━━ Extracted material

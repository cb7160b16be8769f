use crate::JobPosting;
use std::collections::HashSet;

/// Identity of a posting: lowercased, trimmed title and company joined by `|`.
pub fn dedupe_key(job: &JobPosting) -> String {
    format!(
        "{}|{}",
        job.title.trim().to_lowercase(),
        job.company.trim().to_lowercase()
    )
}

/// Drops repeated postings, keeping the first occurrence and the original order.
/// Location, posted-at and apply URL play no part in the comparison.
pub fn dedupe(jobs: Vec<JobPosting>) -> Vec<JobPosting> {
    let mut seen: HashSet<String> = HashSet::new();
    jobs.into_iter()
        .filter(|job| seen.insert(dedupe_key(job)))
        .collect()
}
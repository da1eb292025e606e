//! Headless platformer runner.
//!
//! Usage: `tp_game <replay.json> <level.json>...`
//!
//! Loads every level up front (a malformed level aborts the run before any
//! simulation), expands the replay into one input per fixed tick and plays it
//! through the levels in order. See `runner` for the restart/advance rules.

mod level_file;
mod replay;
mod runner;

use std::path::Path;
use std::process::ExitCode;

use level_file::load_level_from_path;
use replay::load_replay_from_path;
use runner::run_replay;

fn main() -> ExitCode {
    env_logger::Builder::from_env(env_logger::Env::default().default_filter_or("info")).init();

    let args: Vec<String> = std::env::args().skip(1).collect();
    let [replay_path, level_paths @ ..] = args.as_slice() else {
        log::error!("usage: tp_game <replay.json> <level.json>...");
        return ExitCode::from(2);
    };
    if level_paths.is_empty() {
        log::error!("usage: tp_game <replay.json> <level.json>...");
        return ExitCode::from(2);
    }

    let replay = match load_replay_from_path(Path::new(replay_path)) {
        Ok(replay) => replay,
        Err(err) => {
            log::error!("{err}");
            return ExitCode::FAILURE;
        }
    };

    let mut levels = Vec::with_capacity(level_paths.len());
    for path in level_paths {
        match load_level_from_path(Path::new(path)) {
            Ok(level) => levels.push(level),
            Err(err) => {
                log::error!("Level load aborted: {err}");
                return ExitCode::FAILURE;
            }
        }
    }

    let inputs = replay.expanded_inputs();
    log::info!(
        "Playing {} ticks across {} level(s)",
        inputs.len(),
        levels.len()
    );

    match run_replay(&levels, &inputs) {
        Ok(summary) => {
            log::info!(
                "Run finished: ticks={} deaths={} levels_cleared={} items={} jump_presses={} won={}",
                summary.ticks,
                summary.deaths,
                summary.levels_cleared,
                summary.items,
                summary.jump_presses,
                summary.won
            );
            ExitCode::SUCCESS
        }
        Err(err) => {
            log::error!("{err}");
            ExitCode::FAILURE
        }
    }
}
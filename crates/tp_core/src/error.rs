/// Errors raised while turning authored level data into runtime geometry.
#[derive(Debug, Clone, PartialEq, Eq, thiserror::Error)]
pub enum LevelError {
    #[error("Malformed level data: {0}")]
    MalformedLevelData(String),
}

impl LevelError {
    pub(crate) fn malformed(msg: impl Into<String>) -> Self {
        Self::MalformedLevelData(msg.into())
    }
}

━━━━

Aim of the exercise: Repeat all the records without altering a single word.

Response area:
repository cb7160b16be8769f
use crate::JobPosting;
use std::collections::HashSet;

/// Identity of a posting: lowercased, trimmed title and company joined by `|`.
pub fn dedupe_key(job: &JobPosting) -> String {
    format!(
        "{}|{}",
        job.title.trim().to_lowercase(),
        job.company.trim().to_lowercase()
    )
}

/// Drops repeated postings, keeping the first occurrence and the original order.
/// Location, posted-at and apply URL play no part in the comparison.
pub fn dedupe(jobs: Vec<JobPosting>) -> Vec<JobPosting> {
    let mut seen: HashSet<String> = HashSet::new();
    jobs.into_iter()
        .filter(|job| seen.insert(dedupe_key(job)))
        .collect()
}
repository da1eb292025e606e
//! Headless platformer runner.
//!
//! Usage: `tp_game <replay.json> <level.json>...`
//!
//! Loads every level up front (a malformed level aborts the run before any
//! simulation), expands the replay into one input per fixed tick and plays it
//! through the levels in order. See `runner` for the restart/advance rules.

mod level_file;
mod replay;
mod runner;

use std::path::Path;
use std::process::ExitCode;

use level_file::load_level_from_path;
use replay::load_replay_from_path;
use runner::run_replay;

fn main() -> ExitCode {
    env_logger::Builder::from_env(env_logger::Env::default().default_filter_or("info")).init();

    let args: Vec<String> = std::env::args().skip(1).collect();
    let [replay_path, level_paths @ ..] = args.as_slice() else {
        log::error!("usage: tp_game <replay.json> <level.json>...");
        return ExitCode::from(2);
    };
    if level_paths.is_empty() {
        log::error!("usage: tp_game <replay.json> <level.json>...");
        return ExitCode::from(2);
    }

    let replay = match load_replay_from_path(Path::new(replay_path)) {
        Ok(replay) => replay,
        Err(err) => {
            log::error!("{err}");
            return ExitCode::FAILURE;
        }
    };

    let mut levels = Vec::with_capacity(level_paths.len());
    for path in level_paths {
        match load_level_from_path(Path::new(path)) {
            Ok(level) => levels.push(level),
            Err(err) => {
                log::error!("Level load aborted: {err}");
                return ExitCode::FAILURE;
            }
        }
    }

    let inputs = replay.expanded_inputs();
    log::info!(
        "Playing {} ticks across {} level(s)",
        inputs.len(),
        levels.len()
    );

    match run_replay(&levels, &inputs) {
        Ok(summary) => {
            log::info!(
                "Run finished: ticks={} deaths={} levels_cleared={} items={} jump_presses={} won={}",
                summary.ticks,
                summary.deaths,
                summary.levels_cleared,
                summary.items,
                summary.jump_presses,
                summary.won
            );
            ExitCode::SUCCESS
        }
        Err(err) => {
            log::error!("{err}");
            ExitCode::FAILURE
        }
    }
}
filename crates/tp_core/src/error.rs
/// Errors raised while turning authored level data into runtime geometry.
#[derive(Debug, Clone, PartialEq, Eq, thiserror::Error)]
pub enum LevelError {
    #[error("Malformed level data: {0}")]
    MalformedLevelData(String),
}

impl LevelError {
    pub(crate) fn malformed(msg: impl Into<String>) -> Self {
        Self::MalformedLevelData(msg.into())
    }
}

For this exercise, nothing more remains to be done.